One of the early posts on this blog sets the bar pretty high as it exposes a $4 million taxpayer giveaway to SEIU:
If you haven't picked up on it yet, SEIU represents a growing threat to the American republic. A labor union that lobbies for more government spending so that it can recruit more members to lobby for more government spending, etc, is a dangerous entity, especially when it is increasingly funded and supported by more and more government spending. Thank you to Make Lansing Listen for pointing out this piece of legislation, and I suggest you all contact your Michigan legislators to make your views on it heard.Senator Jason Allen has introduced SB 731, which would take a shady, sneaky and probably illegal deal giving the sister organization of ACORN, SEIU, a $4 million dollar taxpayer giveaway and make it legal.

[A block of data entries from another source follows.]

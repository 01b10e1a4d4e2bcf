//! Benchmarks for oscillator waveform generation.

use std::hint::black_box;

use arcade_synth::dsp::oscillator::{OscillatorBlock, Waveform};
use arcade_synth::graph::{oscillator::OscNode, GraphNode, RenderCtx};
use arcade_synth::dsp::ramp::ExpCurve;
use criterion::{BenchmarkId, Criterion};

use crate::BLOCK_SIZES;

const SAMPLE_RATE: f32 = 48_000.0;

pub fn bench_oscillator(c: &mut Criterion) {
    let mut group = c.benchmark_group("dsp/oscillator");

    for &size in BLOCK_SIZES {
        let mut buffer = vec![0.0f32; size];

        for waveform in [Waveform::Sine, Waveform::Sawtooth, Waveform::Square, Waveform::Triangle] {
            let mut osc = OscillatorBlock::new(waveform);
            let name = format!("{waveform:?}").to_lowercase();
            group.bench_with_input(BenchmarkId::new(name, size), &size, |b, _| {
                b.iter(|| {
                    for sample in buffer.iter_mut() {
                        *sample = osc.next_sample(black_box(440.0), SAMPLE_RATE);
                    }
                })
            });
        }

        // Pitch glide: curve evaluated per sample (damage sweep)
        let mut glide = OscNode::new(Waveform::Sawtooth, ExpCurve::ramp(150.0, 40.0, 0.2));
        let ctx = RenderCtx::new(SAMPLE_RATE, 0.0);
        group.bench_with_input(BenchmarkId::new("glide", size), &size, |b, _| {
            b.iter(|| {
                glide.render_block(black_box(&mut buffer), black_box(&ctx));
            })
        });
    }

    group.finish();
}
use crate::{
    dsp::{filter::Lowpass, ramp::ExpCurve},
    graph::node::{GraphNode, RenderCtx},
};

/// Lowpass whose cutoff follows a curve over the voice's lifetime.
///
/// ```ignore
/// // Bass pluck: open to 1 kHz in 50 ms, close back to 200 Hz by 200 ms
/// OscNode::sawtooth(55.0)
///     .through(FilterNode::lowpass(ExpCurve::sweep(200.0, 1000.0, 0.05, 200.0, 0.2)))
/// ```
pub struct FilterNode {
    filter: Lowpass,
    cutoff: ExpCurve,
}

impl FilterNode {
    pub fn lowpass(cutoff: ExpCurve) -> Self {
        Self {
            filter: Lowpass::new(),
            cutoff,
        }
    }
}

impl GraphNode for FilterNode {
    fn render_block(&mut self, out: &mut [f32], ctx: &RenderCtx) {
        for (i, sample) in out.iter_mut().enumerate() {
            let cutoff = self.cutoff.value_at(ctx.sample_time(i) as f32);
            *sample = self.filter.next_sample(*sample, cutoff, ctx.sample_rate);
        }
    }
}

#[cfg(test)]
mod tests {
    use super::*;
    use crate::graph::{extensions::NodeExt, oscillator::OscNode};

    fn energy(buffer: &[f32]) -> f32 {
        buffer.iter().map(|s| s * s).sum::<f32>() / buffer.len() as f32
    }

    #[test]
    fn sweep_is_brightest_near_its_peak() {
        let sample_rate = 48_000.0;
        let mut pluck = OscNode::sawtooth(220.0).through(FilterNode::lowpass(ExpCurve::sweep(
            200.0, 1000.0, 0.05, 200.0, 0.2,
        )));

        // 10 ms windows: around the 1 kHz peak vs. the closed tail
        let mut buffer = vec![0.0f32; 9_600];
        pluck.render_block(&mut buffer, &RenderCtx::new(sample_rate, 0.0));

        let peak_window = &buffer[2_160..2_640]; // 45..55 ms
        let tail_window = &buffer[9_120..9_600]; // 190..200 ms

        assert!(energy(peak_window) > energy(tail_window));
    }
}
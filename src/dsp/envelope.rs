use crate::{dsp::ramp::ExpCurve, graph::node::RenderCtx, SILENCE_FLOOR};

/*
Decay Envelope
==============

Every voice in the game is percussive: it starts at full level and dies
away. There is no attack, sustain or release stage, just one exponential
fall from `peak` to the silence floor:

  Level
   peak ┐╲
        │ ╲
        │  ╲_
        │    ‾‾──__
  0.01  ┤          ‾‾‾‾‾‾‾‾‾‾‾‾
        └─────────┬───────┬──→ t
                decay    stop

The envelope reaches the floor at `decay` seconds and holds it until the
voice stops. Voices stop at or after `decay`, so the last sample a voice
produces is already at the floor and cutting it off does not click.

The envelope is stateless: the level is a pure function of voice-local
time, read from `RenderCtx::time`.
*/

#[derive(Debug, Clone, Copy, PartialEq)]
pub struct Envelope {
    peak: f32,
    decay: f32,
}

impl Envelope {
    pub const fn decay(peak: f32, decay: f32) -> Self {
        Self { peak, decay }
    }

    /// Seconds from start until the floor is reached.
    pub fn decay_time(&self) -> f32 {
        self.decay
    }

    fn curve(&self) -> ExpCurve {
        ExpCurve::ramp(self.peak, SILENCE_FLOOR, self.decay)
    }

    pub fn is_valid(&self) -> bool {
        self.decay.is_finite() && self.decay > 0.0 && self.curve().is_valid()
    }

    /// Level at `t` seconds after the voice started.
    pub fn level_at(&self, t: f32) -> f32 {
        self.curve().value_at(t)
    }

    /// Render a block of envelope levels.
    pub fn render(&self, buffer: &mut [f32], ctx: &RenderCtx) {
        let curve = self.curve();
        for (i, sample) in buffer.iter_mut().enumerate() {
            *sample = curve.value_at(ctx.sample_time(i) as f32);
        }
    }
}

#[cfg(test)]
mod tests {
    use super::*;

    const SAMPLE_RATE: f32 = 1_000.0;

    #[test]
    fn starts_at_peak() {
        let env = Envelope::decay(0.8, 0.2);
        assert!((env.level_at(0.0) - 0.8).abs() < 1e-6);
    }

    #[test]
    fn reaches_floor_at_decay_time() {
        let env = Envelope::decay(0.8, 0.2);
        assert!(env.level_at(0.2) <= SILENCE_FLOOR);
        assert!(env.level_at(0.5) <= SILENCE_FLOOR);
    }

    #[test]
    fn falls_monotonically() {
        let env = Envelope::decay(0.4, 0.3);
        let ctx = RenderCtx::new(SAMPLE_RATE, 0.0);
        let mut buffer = vec![0.0f32; 300];
        env.render(&mut buffer, &ctx);

        assert!(buffer.windows(2).all(|w| w[1] <= w[0]));
        assert!(buffer[299] < 0.011);
    }

    #[test]
    fn render_honours_block_offset() {
        let env = Envelope::decay(0.8, 0.2);
        let ctx = RenderCtx::new(SAMPLE_RATE, 0.1);
        let mut buffer = vec![0.0f32; 4];
        env.render(&mut buffer, &ctx);
        assert!((buffer[0] - env.level_at(0.1)).abs() < 1e-6);
    }

    #[test]
    fn zero_decay_is_invalid() {
        assert!(!Envelope::decay(0.5, 0.0).is_valid());
        assert!(!Envelope::decay(0.0, 0.2).is_valid());
        assert!(Envelope::decay(0.1, 0.05).is_valid());
    }
}
//! Transport bar widget - shows sound state, tempo, clock, and audio stats

use ratatui::{
    layout::Rect,
    style::{Color, Style},
    text::{Line, Span},
    widgets::{Block, Borders, Paragraph},
    Frame,
};

use super::UiState;

/// Audio statistics for display
pub struct AudioStats {
    pub peak: f32,
    pub rms: f32,
}

impl AudioStats {
    /// Compute audio stats from a buffer
    pub fn from_buffer(buffer: &[f32]) -> Self {
        if buffer.is_empty() {
            return Self { peak: 0.0, rms: 0.0 };
        }
        let peak = buffer.iter().fold(0.0f32, |acc, &x| acc.max(x.abs()));
        let rms = (buffer.iter().map(|&x| x * x).sum::<f32>() / buffer.len() as f32).sqrt();
        Self { peak, rms }
    }
}

pub fn render_transport(frame: &mut Frame, area: Rect, state: &UiState, stats: &AudioStats) {
    let block = Block::default().title(" arcade ").borders(Borders::ALL);

    let (sound, sound_color) = match (state.inert, state.enabled) {
        (true, _) => ("no audio device", Color::Red),
        (false, true) => ("sound on", Color::Green),
        (false, false) => ("sound off", Color::Yellow),
    };
    let music = if state.music_playing { "▶ music" } else { "⏸ music" };
    let cue = state.last_cue.map_or("-", |cue| cue.name());

    let line = Line::from(vec![
        Span::styled(format!(" {sound}  "), Style::default().fg(sound_color)),
        Span::styled(
            format!("{music}  "),
            Style::default().fg(if state.music_playing {
                Color::Green
            } else {
                Color::DarkGray
            }),
        ),
        Span::styled(
            format!("BPM: {:.0}  ", state.tempo),
            Style::default().fg(Color::Cyan),
        ),
        Span::styled(
            format!("t={:.2}s  ", state.clock),
            Style::default().fg(Color::DarkGray),
        ),
        Span::styled(format!("last: {cue}  "), Style::default().fg(Color::White)),
        Span::styled(
            format!("Peak: {:.2}  RMS: {:.2}", stats.peak, stats.rms),
            Style::default().fg(Color::Magenta),
        ),
    ]);

    frame.render_widget(Paragraph::new(line).block(block), area);
}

SB 731 deals with “The Quality Care Council”, which is set up through an “inter-local agreement” and charged with helping to protect Michigan Seniors from abuse. There is no legal authority to establish such a council. Allen’s SB 731 would give the Governor the power to legally hand over the $4 million to SEIU.
“Despite all the rationalizations about wanting to help Seniors, what the bill is really about is handing over $4 million of taxpayer money to the SEIU,” says Wendy Day, President of Common Sense in Government.